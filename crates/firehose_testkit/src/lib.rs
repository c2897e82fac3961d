//! # Firehose Testkit
//!
//! Test utilities for firehose.
//!
//! This crate provides:
//! - Fixtures: a writer harness, failing destinations, counting suppliers
//! - Property-based test generators using proptest
//! - Concurrent stress helpers
//! - Test logging setup
//!
//! ## Usage
//!
//! ```rust,ignore
//! use firehose_testkit::prelude::*;
//!
//! #[test]
//! fn batches_rotate() {
//!     let harness = TestWriter::new(WriterConfig::new().max_bytes(7));
//!     harness.put_all(&["Niels", "Tisse", "Juna", "Alise"]);
//!     harness.writer.close().unwrap();
//!     assert_eq!(harness.batches(), vec![b"NielsTisse".to_vec(), b"JunaAlise".to_vec()]);
//! }
//! ```

#![deny(unsafe_code)]
#![warn(missing_docs)]

pub mod fixtures;
pub mod generators;
pub mod logging;
pub mod stress;

/// Prelude module for convenient imports
pub mod prelude {
    pub use crate::fixtures::*;
    pub use crate::generators::*;
    pub use crate::logging::*;
    pub use crate::stress::*;
    pub use firehose_core::{
        Clock, CoreError, CoreResult, Destination, DestinationRegistry, DestinationStack,
        MockClock, RecordWriter, Supplier, WriterConfig,
    };
}

pub use fixtures::*;
pub use generators::*;
pub use logging::*;
pub use stress::*;
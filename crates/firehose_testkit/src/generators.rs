//! Property-based test generators using proptest.
//!
//! Provides strategies for generating records and a reference model of how
//! the byte threshold splits them into batches.

use proptest::prelude::*;

/// Strategy for a single record (arbitrary bytes, possibly empty).
pub fn record_strategy() -> impl Strategy<Value = Vec<u8>> {
    prop::collection::vec(any::<u8>(), 0..64)
}

/// Strategy for a single non-empty record that contains no `\n`.
pub fn line_strategy() -> impl Strategy<Value = Vec<u8>> {
    prop::collection::vec(any::<u8>().prop_filter("no newline", |b| *b != b'\n'), 1..32)
}

/// Strategy for a sequence of records.
pub fn record_batch_strategy() -> impl Strategy<Value = Vec<Vec<u8>>> {
    prop::collection::vec(record_strategy(), 1..48)
}

/// Strategy for a byte threshold small enough to force rotations.
pub fn max_bytes_strategy() -> impl Strategy<Value = u64> {
    1u64..256
}

/// Splits `records` into the batches a writer produces when only the byte
/// threshold applies.
///
/// A batch closes as soon as its size reaches `max_bytes`; the record that
/// crosses the threshold belongs to the batch it closes.
pub fn expected_batches(records: &[Vec<u8>], max_bytes: u64, append_newline: bool) -> Vec<Vec<u8>> {
    let mut batches = Vec::new();
    let mut current: Option<Vec<u8>> = None;

    for record in records {
        let batch = current.get_or_insert_with(Vec::new);
        batch.extend_from_slice(record);
        if append_newline {
            batch.push(b'\n');
        }
        if batch.len() as u64 >= max_bytes {
            batches.extend(current.take());
        }
    }
    batches.extend(current);
    batches
}

/// How many cases a property test runs and how hard it shrinks failures.
#[derive(Debug, Clone, Copy, PartialEq, Eq)]
pub struct PropTestConfig {
    /// Cases per property.
    pub cases: u32,
    /// Shrink steps allowed when minimizing a failing case.
    pub max_shrink_iters: u32,
}

impl PropTestConfig {
    /// Few cases, cheap enough for every `cargo test` run.
    #[must_use]
    pub const fn quick() -> Self {
        Self {
            cases: 32,
            max_shrink_iters: 256,
        }
    }

    /// Many cases, for `#[ignore]`d soak runs.
    #[must_use]
    pub const fn thorough() -> Self {
        Self {
            cases: 2048,
            max_shrink_iters: 4096,
        }
    }

    /// Builds the proptest runner configuration, with failure persistence
    /// turned off.
    #[must_use]
    pub fn to_proptest_config(self) -> ProptestConfig {
        ProptestConfig {
            cases: self.cases,
            max_shrink_iters: self.max_shrink_iters,
            failure_persistence: None,
            ..ProptestConfig::default()
        }
    }
}

#[cfg(test)]
mod tests {
    use super::*;

    #[test]
    fn model_matches_known_example() {
        let records: Vec<Vec<u8>> = ["Niels", "Tisse", "Juna", "Alise"]
            .iter()
            .map(|r| r.as_bytes().to_vec())
            .collect();

        let batches = expected_batches(&records, 7, false);
        assert_eq!(batches, vec![b"NielsTisse".to_vec(), b"JunaAlise".to_vec()]);
    }

    #[test]
    fn thorough_runs_more_cases_than_quick() {
        let quick = PropTestConfig::quick().to_proptest_config();
        let thorough = PropTestConfig::thorough().to_proptest_config();
        assert!(thorough.cases > quick.cases);
        assert!(quick.failure_persistence.is_none());
    }

    #[test]
    fn model_trailing_partial_batch() {
        let records = vec![b"abc".to_vec(), b"d".to_vec()];
        let batches = expected_batches(&records, 3, true);
        assert_eq!(batches, vec![b"abc\n".to_vec(), b"d\n".to_vec()]);
    }

    proptest! {
        #![proptest_config(PropTestConfig::quick().to_proptest_config())]

        #[test]
        fn line_has_no_newline(line in line_strategy()) {
            prop_assert!(!line.is_empty());
            prop_assert!(!line.contains(&b'\n'));
        }

        #[test]
        fn model_preserves_concatenation(
            records in record_batch_strategy(),
            max_bytes in max_bytes_strategy(),
        ) {
            let batches = expected_batches(&records, max_bytes, false);
            prop_assert_eq!(batches.concat(), records.concat());
        }
    }
}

■ What to do
Repeat every entry above exactly, leaving nothing out.

■ Answer to the problem
filename crates/firehose_testkit/src/lib.rs
repository c2897e82fac3961d
//! # Firehose Testkit
//!
//! Test utilities for firehose.
//!
//! This crate provides:
//! - Fixtures: a writer harness, failing destinations, counting suppliers
//! - Property-based test generators using proptest
//! - Concurrent stress helpers
//! - Test logging setup
//!
//! ## Usage
//!
//! ```rust,ignore
//! use firehose_testkit::prelude::*;
//!
//! #[test]
//! fn batches_rotate() {
//!     let harness = TestWriter::new(WriterConfig::new().max_bytes(7));
//!     harness.put_all(&["Niels", "Tisse", "Juna", "Alise"]);
//!     harness.writer.close().unwrap();
//!     assert_eq!(harness.batches(), vec![b"NielsTisse".to_vec(), b"JunaAlise".to_vec()]);
//! }
//! ```

#![deny(unsafe_code)]
#![warn(missing_docs)]

pub mod fixtures;
pub mod generators;
pub mod logging;
pub mod stress;

/// Prelude module for convenient imports
pub mod prelude {
    pub use crate::fixtures::*;
    pub use crate::generators::*;
    pub use crate::logging::*;
    pub use crate::stress::*;
    pub use firehose_core::{
        Clock, CoreError, CoreResult, Destination, DestinationRegistry, DestinationStack,
        MockClock, RecordWriter, Supplier, WriterConfig,
    };
}

pub use fixtures::*;
pub use generators::*;
pub use logging::*;
pub use stress::*;
filename crates/firehose_testkit/src/generators.rs
//! Property-based test generators using proptest.
//!
//! Provides strategies for generating records and a reference model of how
//! the byte threshold splits them into batches.

use proptest::prelude::*;

/// Strategy for a single record (arbitrary bytes, possibly empty).
pub fn record_strategy() -> impl Strategy<Value = Vec<u8>> {
    prop::collection::vec(any::<u8>(), 0..64)
}

/// Strategy for a single non-empty record that contains no `\n`.
pub fn line_strategy() -> impl Strategy<Value = Vec<u8>> {
    prop::collection::vec(any::<u8>().prop_filter("no newline", |b| *b != b'\n'), 1..32)
}

/// Strategy for a sequence of records.
pub fn record_batch_strategy() -> impl Strategy<Value = Vec<Vec<u8>>> {
    prop::collection::vec(record_strategy(), 1..48)
}

/// Strategy for a byte threshold small enough to force rotations.
pub fn max_bytes_strategy() -> impl Strategy<Value = u64> {
    1u64..256
}

/// Splits `records` into the batches a writer produces when only the byte
/// threshold applies.
///
/// A batch closes as soon as its size reaches `max_bytes`; the record that
/// crosses the threshold belongs to the batch it closes.
pub fn expected_batches(records: &[Vec<u8>], max_bytes: u64, append_newline: bool) -> Vec<Vec<u8>> {
    let mut batches = Vec::new();
    let mut current: Option<Vec<u8>> = None;

    for record in records {
        let batch = current.get_or_insert_with(Vec::new);
        batch.extend_from_slice(record);
        if append_newline {
            batch.push(b'\n');
        }
        if batch.len() as u64 >= max_bytes {
            batches.extend(current.take());
        }
    }
    batches.extend(current);
    batches
}

/// How many cases a property test runs and how hard it shrinks failures.
#[derive(Debug, Clone, Copy, PartialEq, Eq)]
pub struct PropTestConfig {
    /// Cases per property.
    pub cases: u32,
    /// Shrink steps allowed when minimizing a failing case.
    pub max_shrink_iters: u32,
}

impl PropTestConfig {
    /// Few cases, cheap enough for every `cargo test` run.
    #[must_use]
    pub const fn quick() -> Self {
        Self {
            cases: 32,
            max_shrink_iters: 256,
        }
    }

    /// Many cases, for `#[ignore]`d soak runs.
    #[must_use]
    pub const fn thorough() -> Self {
        Self {
            cases: 2048,
            max_shrink_iters: 4096,
        }
    }

    /// Builds the proptest runner configuration, with failure persistence
    /// turned off.
    #[must_use]
    pub fn to_proptest_config(self) -> ProptestConfig {
        ProptestConfig {
            cases: self.cases,
            max_shrink_iters: self.max_shrink_iters,
            failure_persistence: None,
            ..ProptestConfig::default()
        }
    }
}

#[cfg(test)]
mod tests {
    use super::*;

    #[test]
    fn model_matches_known_example() {
        let records: Vec<Vec<u8>> = ["Niels", "Tisse", "Juna", "Alise"]
            .iter()
            .map(|r| r.as_bytes().to_vec())
            .collect();

        let batches = expected_batches(&records, 7, false);
        assert_eq!(batches, vec![b"NielsTisse".to_vec(), b"JunaAlise".to_vec()]);
    }

    #[test]
    fn thorough_runs_more_cases_than_quick() {
        let quick = PropTestConfig::quick().to_proptest_config();
        let thorough = PropTestConfig::thorough().to_proptest_config();
        assert!(thorough.cases > quick.cases);
        assert!(quick.failure_persistence.is_none());
    }

    #[test]
    fn model_trailing_partial_batch() {
        let records = vec![b"abc".to_vec(), b"d".to_vec()];
        let batches = expected_batches(&records, 3, true);
        assert_eq!(batches, vec![b"abc\n".to_vec(), b"d\n".to_vec()]);
    }

    proptest! {
        #![proptest_config(PropTestConfig::quick().to_proptest_config())]

        #[test]
        fn line_has_no_newline(line in line_strategy()) {
            prop_assert!(!line.is_empty());
            prop_assert!(!line.contains(&b'\n'));
        }

        #[test]
        fn model_preserves_concatenation(
            records in record_batch_strategy(),
            max_bytes in max_bytes_strategy(),
        ) {
            let batches = expected_batches(&records, max_bytes, false);
            prop_assert_eq!(batches.concat(), records.concat());
        }
    }
}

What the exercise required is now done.